--- EXTRACTED DATA ---

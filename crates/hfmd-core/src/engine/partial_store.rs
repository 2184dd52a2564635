//! Partial-file store - on-disk staging of in-progress downloads
//!
//! A file destined for `P` is streamed into `P.part` and only ever appears
//! at `P` through a single rename once it is complete.

use crate::error::HfmdError;
use std::io::ErrorKind;
use std::path::{Path, PathBuf};
use tokio::fs::{self, File, OpenOptions};
use tokio::io::AsyncWriteExt;
use tracing::debug;

const PART_SUFFIX: &str = ".part";

/// Final and staging locations of one file
#[derive(Debug, Clone, PartialEq, Eq)]
pub struct FilePaths {
    pub final_path: PathBuf,
    pub part_path: PathBuf,
}

/// Manages `.part` files below a destination root
#[derive(Debug, Clone)]
pub struct PartialFileStore {
    root: PathBuf,
}

impl PartialFileStore {
    pub fn new(root: impl Into<PathBuf>) -> Self {
        Self { root: root.into() }
    }

    /// Map a repository path below the root.
    ///
    /// Empty and `.` segments are dropped; `..`, absolute paths, backslashes
    /// and drive prefixes are rejected since the path comes from the server.
    pub fn resolve(&self, relative: &str) -> Result<FilePaths, HfmdError> {
        let unsafe_path = || HfmdError::UnsafePath(relative.to_string());

        if relative.starts_with('/') || relative.contains('\\') || relative.contains('\0') {
            return Err(unsafe_path());
        }

        let mut final_path = self.root.clone();
        let mut segments = 0;
        for segment in relative.split('/') {
            match segment {
                "" | "." => continue,
                ".." => return Err(unsafe_path()),
                s if is_drive_or_stream(s, segments == 0) => return Err(unsafe_path()),
                s => {
                    final_path.push(s);
                    segments += 1;
                }
            }
        }
        if segments == 0 {
            return Err(unsafe_path());
        }

        let mut part_name = final_path.as_os_str().to_os_string();
        part_name.push(PART_SUFFIX);

        Ok(FilePaths {
            final_path,
            part_path: PathBuf::from(part_name),
        })
    }

    /// Size of the completed file, if it exists
    pub async fn existing_final_size(&self, final_path: &Path) -> Result<Option<u64>, HfmdError> {
        match fs::metadata(final_path).await {
            Ok(meta) if meta.is_file() => Ok(Some(meta.len())),
            Ok(_) => Err(HfmdError::Io(std::io::Error::new(
                ErrorKind::AlreadyExists,
                format!("{} exists and is not a file", final_path.display()),
            ))),
            Err(e) if e.kind() == ErrorKind::NotFound => Ok(None),
            Err(e) => Err(e.into()),
        }
    }

    /// Resume offset for a new attempt; creates an empty partial file (and
    /// its parent directories) when none exists yet
    pub async fn prepare_partial(&self, part_path: &Path) -> Result<u64, HfmdError> {
        match fs::metadata(part_path).await {
            Ok(meta) => return Ok(meta.len()),
            Err(e) if e.kind() == ErrorKind::NotFound => {}
            Err(e) => return Err(e.into()),
        }

        if let Some(parent) = part_path.parent() {
            fs::create_dir_all(parent).await?;
        }
        OpenOptions::new()
            .create(true)
            .append(true)
            .open(part_path)
            .await?;
        debug!("Created empty partial file {:?}", part_path);
        Ok(0)
    }

    /// Open the partial file for appending
    pub async fn append(&self, part_path: &Path) -> Result<PartialWriter, HfmdError> {
        let file = OpenOptions::new().append(true).open(part_path).await?;
        Ok(PartialWriter { file, written: 0 })
    }

    /// Discard the partial content, used when a server ignores a range request
    pub async fn truncate(&self, part_path: &Path) -> Result<(), HfmdError> {
        OpenOptions::new()
            .write(true)
            .truncate(true)
            .open(part_path)
            .await?;
        Ok(())
    }

    /// Promote the partial file to its final path
    pub async fn finalize(&self, part_path: &Path, final_path: &Path) -> Result<(), HfmdError> {
        if let Some(parent) = final_path.parent() {
            fs::create_dir_all(parent).await?;
        }
        fs::rename(part_path, final_path).await?;
        debug!("Renamed {:?} -> {:?}", part_path, final_path);
        Ok(())
    }
}

/// `C:` drive prefixes in the first segment. On Windows any `:` is refused
/// since it names an alternate data stream.
fn is_drive_or_stream(segment: &str, first: bool) -> bool {
    if cfg!(windows) {
        return segment.contains(':');
    }
    let bytes = segment.as_bytes();
    first && bytes.len() >= 2 && bytes[0].is_ascii_alphabetic() && bytes[1] == b':'
}

/// Append-only handle on a partial file
#[derive(Debug)]
pub struct PartialWriter {
    file: File,
    written: u64,
}

impl PartialWriter {
    /// Append one chunk and make it durable before returning
    pub async fn write_chunk(&mut self, chunk: &[u8]) -> Result<(), HfmdError> {
        self.file.write_all(chunk).await?;
        self.file.flush().await?;
        self.file.sync_data().await?;
        self.written += chunk.len() as u64;
        Ok(())
    }

    /// Bytes appended through this handle
    pub fn written(&self) -> u64 {
        self.written
    }

    pub async fn close(mut self) -> Result<(), HfmdError> {
        self.file.flush().await?;
        self.file.sync_all().await?;
        Ok(())
    }
}
//! hfmd core - Hub client and resumable transfer engine
//!
//! This crate lists repository files on a Hugging Face compatible hub and
//! downloads a selection of them with resumable, concurrent transfers.

pub mod engine;
mod error;
mod hub;
mod storage;

pub use engine::{
    EventProgress, JobReport, NoopProgress, PartialFileStore, ProgressSink, TransferCoordinator,
    TransferJob,
};
pub use error::*;
pub use hub::*;
pub use storage::*;

use hfmd_types::{FileDescriptor, RepoKind, RepoRef, RepoSummary, SearchQuery, Settings, TransferEvent};
use std::path::PathBuf;
use std::sync::Arc;
use tokio::sync::broadcast;
use tokio::sync::RwLock;

/// The main hfmd core instance
#[derive(Clone)]
pub struct HfmdCore {
    /// Effective settings for this process
    pub settings: Arc<RwLock<Settings>>,
    /// Settings persistence
    pub storage: Storage,
    /// Hub client built from the current settings
    hub: Arc<parking_lot::RwLock<HubClient>>,
    /// Lifecycle event broadcaster
    event_tx: broadcast::Sender<TransferEvent>,
    /// Byte-count broadcaster (`TaskProgress` only)
    progress_tx: broadcast::Sender<TransferEvent>,
}

impl HfmdCore {
    /// Open the data directory and load persisted settings
    pub async fn new(data_dir: PathBuf) -> Result<Self, HfmdError> {
        let storage = Storage::new(data_dir).await?;
        let settings = storage.load_settings().await?;
        Self::with_settings(storage, settings)
    }

    /// Build a core from explicit settings (e.g. persisted ones plus CLI overrides)
    pub fn with_settings(storage: Storage, settings: Settings) -> Result<Self, HfmdError> {
        let hub = HubClient::new(&settings)?;
        let (event_tx, _) = broadcast::channel(1024);
        let (progress_tx, _) = broadcast::channel(1024);

        Ok(Self {
            settings: Arc::new(RwLock::new(settings)),
            storage,
            hub: Arc::new(parking_lot::RwLock::new(hub)),
            event_tx,
            progress_tx,
        })
    }

    /// Subscribe to job and task lifecycle events
    pub fn subscribe(&self) -> broadcast::Receiver<TransferEvent> {
        self.event_tx.subscribe()
    }

    /// Subscribe to cumulative byte counts
    pub fn subscribe_progress(&self) -> broadcast::Receiver<TransferEvent> {
        self.progress_tx.subscribe()
    }

    /// Emit an event
    pub fn emit(&self, event: TransferEvent) {
        let _ = self.event_tx.send(event);
    }

    pub fn hub(&self) -> HubClient {
        self.hub.read().clone()
    }

    // ========================================================================
    // Hub Operations
    // ========================================================================

    /// List every file of a repository
    pub async fn list_files(&self, repo: &RepoRef) -> Result<Vec<FileDescriptor>, HfmdError> {
        self.hub().list_tree(repo).await
    }

    /// Search models or datasets
    pub async fn search(
        &self,
        kind: RepoKind,
        query: &SearchQuery,
    ) -> Result<Vec<RepoSummary>, HfmdError> {
        self.hub().search(kind, query).await
    }

    /// Fetch a repository card
    pub async fn fetch_card(&self, repo: &RepoRef) -> Result<Option<String>, HfmdError> {
        self.hub().fetch_card(repo).await
    }

    // ========================================================================
    // Transfers
    // ========================================================================

    /// Run a transfer job, publishing progress on the event channel
    pub async fn download(&self, job: TransferJob) -> JobReport {
        let (max_concurrent, chunk_size) = {
            let settings = self.settings.read().await;
            (settings.concurrency_limit(), settings.chunk_size)
        };

        let coordinator = TransferCoordinator::new(self.hub())
            .with_progress(Arc::new(EventProgress::new(
                self.event_tx.clone(),
                self.progress_tx.clone(),
            )))
            .with_max_concurrent(max_concurrent)
            .with_chunk_size(chunk_size);

        let job_id = job.id();
        self.emit(TransferEvent::JobStarted {
            job_id,
            files: job.files().iter().filter(|f| f.is_file()).count(),
        });
        let report = coordinator.run(job).await;
        self.emit(TransferEvent::JobFinished { job_id });

        report
    }

    // ========================================================================
    // Settings
    // ========================================================================

    /// Get current settings
    pub async fn get_settings(&self) -> Settings {
        self.settings.read().await.clone()
    }

    /// Persist new settings and rebuild the hub client from them
    pub async fn update_settings(&self, settings: Settings) -> Result<(), HfmdError> {
        let hub = HubClient::new(&settings)?;
        self.storage.save_settings(&settings).await?;
        *self.hub.write() = hub;
        *self.settings.write().await = settings;
        Ok(())
    }
}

---

▶ [YOUR OBJECTIVE] Using the records above, report the number of lines that include the string "resumable", with nothing added.

▶ [TASK ANSWER] 2